*** Begin section ***

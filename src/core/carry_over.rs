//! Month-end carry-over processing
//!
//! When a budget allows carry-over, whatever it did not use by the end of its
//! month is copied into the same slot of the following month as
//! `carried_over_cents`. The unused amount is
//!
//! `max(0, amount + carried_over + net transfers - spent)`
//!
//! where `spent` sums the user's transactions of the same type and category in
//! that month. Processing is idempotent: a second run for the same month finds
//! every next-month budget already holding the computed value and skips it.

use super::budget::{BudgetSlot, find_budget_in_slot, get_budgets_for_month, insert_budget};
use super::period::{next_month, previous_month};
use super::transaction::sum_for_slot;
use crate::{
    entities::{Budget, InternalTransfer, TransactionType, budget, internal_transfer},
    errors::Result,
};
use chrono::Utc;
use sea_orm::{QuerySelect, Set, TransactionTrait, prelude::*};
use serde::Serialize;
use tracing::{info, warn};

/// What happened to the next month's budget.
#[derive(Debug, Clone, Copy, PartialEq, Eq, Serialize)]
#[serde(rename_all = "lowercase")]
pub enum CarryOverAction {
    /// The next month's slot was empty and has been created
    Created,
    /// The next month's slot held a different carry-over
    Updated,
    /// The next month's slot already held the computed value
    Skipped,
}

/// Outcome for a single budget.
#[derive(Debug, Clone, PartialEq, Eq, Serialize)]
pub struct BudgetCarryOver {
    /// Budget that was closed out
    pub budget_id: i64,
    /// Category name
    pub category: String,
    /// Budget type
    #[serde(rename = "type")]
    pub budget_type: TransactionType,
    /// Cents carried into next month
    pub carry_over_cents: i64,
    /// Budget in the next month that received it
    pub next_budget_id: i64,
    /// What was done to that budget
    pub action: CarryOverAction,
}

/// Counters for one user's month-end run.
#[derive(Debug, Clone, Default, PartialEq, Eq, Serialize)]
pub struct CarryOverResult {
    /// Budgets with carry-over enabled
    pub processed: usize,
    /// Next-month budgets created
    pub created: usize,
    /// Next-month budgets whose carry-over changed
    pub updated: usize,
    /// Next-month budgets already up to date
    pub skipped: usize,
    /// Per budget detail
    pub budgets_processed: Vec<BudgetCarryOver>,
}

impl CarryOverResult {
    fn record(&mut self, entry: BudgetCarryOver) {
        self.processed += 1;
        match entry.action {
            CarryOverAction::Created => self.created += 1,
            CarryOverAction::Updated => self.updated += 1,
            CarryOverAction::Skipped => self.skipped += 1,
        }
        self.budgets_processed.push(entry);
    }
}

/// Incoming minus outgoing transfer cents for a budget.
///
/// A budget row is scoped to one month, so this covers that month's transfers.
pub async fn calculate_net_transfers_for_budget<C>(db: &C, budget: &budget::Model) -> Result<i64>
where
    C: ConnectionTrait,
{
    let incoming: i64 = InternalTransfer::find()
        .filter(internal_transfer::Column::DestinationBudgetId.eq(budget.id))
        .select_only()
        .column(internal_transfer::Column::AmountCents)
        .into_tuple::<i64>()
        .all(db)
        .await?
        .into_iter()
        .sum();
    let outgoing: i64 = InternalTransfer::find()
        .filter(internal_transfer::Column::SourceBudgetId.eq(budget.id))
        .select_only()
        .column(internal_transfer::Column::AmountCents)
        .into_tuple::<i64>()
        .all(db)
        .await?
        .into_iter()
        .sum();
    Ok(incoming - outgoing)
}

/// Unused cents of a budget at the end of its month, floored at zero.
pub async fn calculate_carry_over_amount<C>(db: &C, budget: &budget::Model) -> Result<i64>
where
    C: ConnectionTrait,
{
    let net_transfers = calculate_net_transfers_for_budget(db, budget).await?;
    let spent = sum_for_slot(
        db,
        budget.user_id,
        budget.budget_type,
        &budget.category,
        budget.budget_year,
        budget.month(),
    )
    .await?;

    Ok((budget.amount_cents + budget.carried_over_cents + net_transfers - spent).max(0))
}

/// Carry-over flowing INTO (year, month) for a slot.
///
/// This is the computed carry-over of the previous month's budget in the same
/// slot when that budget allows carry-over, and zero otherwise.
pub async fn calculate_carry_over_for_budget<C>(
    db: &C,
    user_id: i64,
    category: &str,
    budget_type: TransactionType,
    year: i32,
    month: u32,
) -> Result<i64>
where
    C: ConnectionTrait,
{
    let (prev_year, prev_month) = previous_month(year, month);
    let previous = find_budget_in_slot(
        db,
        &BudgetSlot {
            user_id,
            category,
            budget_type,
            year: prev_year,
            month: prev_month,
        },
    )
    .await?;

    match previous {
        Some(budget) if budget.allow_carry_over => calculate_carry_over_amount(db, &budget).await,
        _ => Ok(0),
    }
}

*** End section ***

Above are the records; print exactly the lines from the line with "Ok((budget.amount_cents + budget.carried_over_cents" to the line with "let (prev_year, prev_month)", including both, and nothing else.

SOLUTION:
    Ok((budget.amount_cents + budget.carried_over_cents + net_transfers - spent).max(0))
}

/// Carry-over flowing INTO (year, month) for a slot.
///
/// This is the computed carry-over of the previous month's budget in the same
/// slot when that budget allows carry-over, and zero otherwise.
pub async fn calculate_carry_over_for_budget<C>(
    db: &C,
    user_id: i64,
    category: &str,
    budget_type: TransactionType,
    year: i32,
    month: u32,
) -> Result<i64>
where
    C: ConnectionTrait,
{
    let (prev_year, prev_month) = previous_month(year, month);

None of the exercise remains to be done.